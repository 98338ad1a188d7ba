//! CRC32 helpers for pack verification.
//!
//! Superpack tables, cached index blocks and downloaded pack files are all
//! checked with the standard (zlib) CRC32. Files are hashed in a streaming
//! fashion so multi-GB store entries never need to be loaded into memory.

use anyhow::{Context, Result};
use flate2::Crc;
use std::fs::File;
use std::io::{BufReader, Read};
use std::path::Path;

/// CRC32 of an in-memory buffer.
pub fn crc32(data: &[u8]) -> u32 {
    let mut crc = Crc::new();
    crc.update(data);
    crc.sum()
}

/// Compute CRC32 of a file.
///
/// Uses streaming to handle large files without loading into memory.
pub fn compute_file_crc32(path: &Path) -> Result<u32> {
    let (crc, _) = compute_file_crc32_prefix(path, u64::MAX)?;
    Ok(crc)
}

/// Compute CRC32 over the first `limit` bytes of a file.
///
/// Returns the checksum and the number of bytes actually hashed, which is
/// smaller than `limit` when the file is shorter.
pub fn compute_file_crc32_prefix(path: &Path, limit: u64) -> Result<(u32, u64)> {
    let file = File::open(path)
        .with_context(|| format!("Failed to open file for hashing: {}", path.display()))?;

    let mut reader = BufReader::with_capacity(1024 * 1024, file).take(limit); // 1MB buffer
    let mut buf = vec![0u8; 1024 * 1024]; // 1MB chunks
    let mut crc = Crc::new();

    loop {
        let bytes_read = reader
            .read(&mut buf)
            .with_context(|| format!("Failed to read file for hashing: {}", path.display()))?;

        if bytes_read == 0 {
            break;
        }

        crc.update(&buf[..bytes_read]);
    }

    Ok((crc.sum(), crc.amount() as u64))
}

#[cfg(test)]
mod tests {
    use super::*;
    use std::io::Write;
    use tempfile::NamedTempFile;

    #[test]
    fn test_crc32_known_value() {
        // Standard check value for CRC-32/ISO-HDLC
        assert_eq!(crc32(b"123456789"), 0xCBF4_3926);
        assert_eq!(crc32(b""), 0);
    }

    #[test]
    fn test_file_crc_matches_buffer_crc() -> Result<()> {
        let data: Vec<u8> = (0..3_000_000u32).map(|i| (i % 251) as u8).collect();
        let mut file = NamedTempFile::new()?;
        file.write_all(&data)?;
        file.flush()?;

        assert_eq!(compute_file_crc32(file.path())?, crc32(&data));

        let (prefix_crc, hashed) = compute_file_crc32_prefix(file.path(), 10)?;
        assert_eq!(hashed, 10);
        assert_eq!(prefix_crc, crc32(&data[..10]));
        Ok(())
    }

    #[test]
    fn test_missing_file_is_error() {
        assert!(compute_file_crc32(Path::new("/nonexistent/file.dvpl")).is_err());
    }
}
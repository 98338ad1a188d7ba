//! Download progress aggregation
//!
//! Pure functions of the pack index, per-file readiness and the set of
//! queued packs. Sizes are uncompressed file sizes, so a pack's total is
//! its [`PackIndex::pack_size`] and shared dependencies count once.

use super::index::PackIndex;

#[derive(Debug, Clone, Copy, Default, PartialEq, Eq)]
pub struct Progress {
    pub total: u64,
    pub already_downloaded: u64,
    pub in_queue: u64,
    pub is_requesting_enabled: bool,
}

/// Progress over the whole catalog.
///
/// `in_queue` counts the missing bytes of every queued pack's closure.
pub fn overall(index: &PackIndex, ready: &[bool], queued: &[u32], requesting_enabled: bool) -> Progress {
    let already_downloaded = index
        .files()
        .iter()
        .zip(ready)
        .filter(|(_, &r)| r)
        .map(|(f, _)| f.original_size as u64)
        .sum();

    let in_queue = index
        .graph()
        .closure_indices(queued)
        .into_iter()
        .map(|pack| missing_bytes(index, ready, pack))
        .sum();

    Progress {
        total: index.catalog_size(),
        already_downloaded,
        in_queue,
        is_requesting_enabled: requesting_enabled,
    }
}

/// Progress over the closure of exactly `packs`.
pub fn for_packs(
    index: &PackIndex,
    ready: &[bool],
    queued: &[u32],
    packs: &[u32],
    requesting_enabled: bool,
) -> Progress {
    let queued_closure = index.graph().closure_indices(queued);
    let mut progress = Progress {
        is_requesting_enabled: requesting_enabled,
        ..Progress::default()
    };

    for pack in index.graph().closure_indices(packs) {
        let total = index.pack_size(pack);
        let missing = missing_bytes(index, ready, pack);
        progress.total += total;
        progress.already_downloaded += total - missing;
        if queued_closure.contains(&pack) {
            progress.in_queue += missing;
        }
    }
    progress
}

fn missing_bytes(index: &PackIndex, ready: &[bool], pack: u32) -> u64 {
    index
        .files_of(pack)
        .iter()
        .filter(|&&f| !ready.get(f).copied().unwrap_or(false))
        .map(|&f| index.file(f).original_size as u64)
        .sum()
}

#[cfg(test)]
mod tests {
    use super::*;
    use crate::archive::{CompressionType, FileInfo};
    use crate::meta::{PackDescription, PackMetaData};

    fn file(name: &str, size: u32) -> FileInfo {
        FileInfo {
            relative_file_path: name.to_string(),
            compression_type: CompressionType::None,
            compressed_size: size,
            original_size: size,
            offset: 0,
            compressed_crc32: 0,
        }
    }

    fn pack(name: &str, deps: &[u32]) -> PackDescription {
        PackDescription {
            name: name.to_string(),
            dependencies: deps.to_vec(),
        }
    }

    /// 0 <- 1 <- 2, 0 <- 3, plus the unrelated pack 4
    fn index() -> PackIndex {
        let packs = vec![pack("0", &[]), pack("1", &[0]), pack("2", &[1]), pack("3", &[0]), pack("4", &[])];
        let files = vec![file("a", 100), file("b", 10), file("c", 20), file("d", 5), file("e", 1000)];
        let meta = PackMetaData::new(packs, vec![0, 1, 2, 3, 4]);
        PackIndex::build(files, &meta, None).unwrap()
    }

    #[test]
    fn test_shared_dependencies_count_once() {
        let index = index();
        let ready = vec![false; 5];

        let two = for_packs(&index, &ready, &[], &[2], true);
        let three = for_packs(&index, &ready, &[], &[3], true);
        let both = for_packs(&index, &ready, &[], &[2, 3], true);
        assert_eq!(two.total, 130);
        assert_eq!(three.total, 105);
        assert_eq!(both.total, 135);
        assert!(both.total < two.total + three.total);
    }

    #[test]
    fn test_overall_covers_catalog() {
        let index = index();
        let ready = vec![true, true, false, false, false];

        let all = overall(&index, &ready, &[2], false);
        assert_eq!(all.total, 1135);
        assert_eq!(all.already_downloaded, 110);
        assert_eq!(all.in_queue, 20);
        assert!(!all.is_requesting_enabled);

        let packs = for_packs(&index, &ready, &[2], &[2], false);
        assert!(packs.total < all.total);
        assert_eq!(packs.already_downloaded, 110);
        assert_eq!(packs.in_queue, 20);

        let ready = vec![true, true, true, false, false];
        let done = for_packs(&index, &ready, &[2], &[2], true);
        assert_eq!(done.total, done.already_downloaded);
        assert_eq!(done.in_queue, 0);
    }
}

* WHAT IS REQUIRED *
Among the lines above, list those that contain the word "three".

* EXERCISE SOLUTION *
        let three = for_packs(&index, &ready, &[], &[3], true);
        assert_eq!(three.total, 105);
        assert!(both.total < two.total + three.total);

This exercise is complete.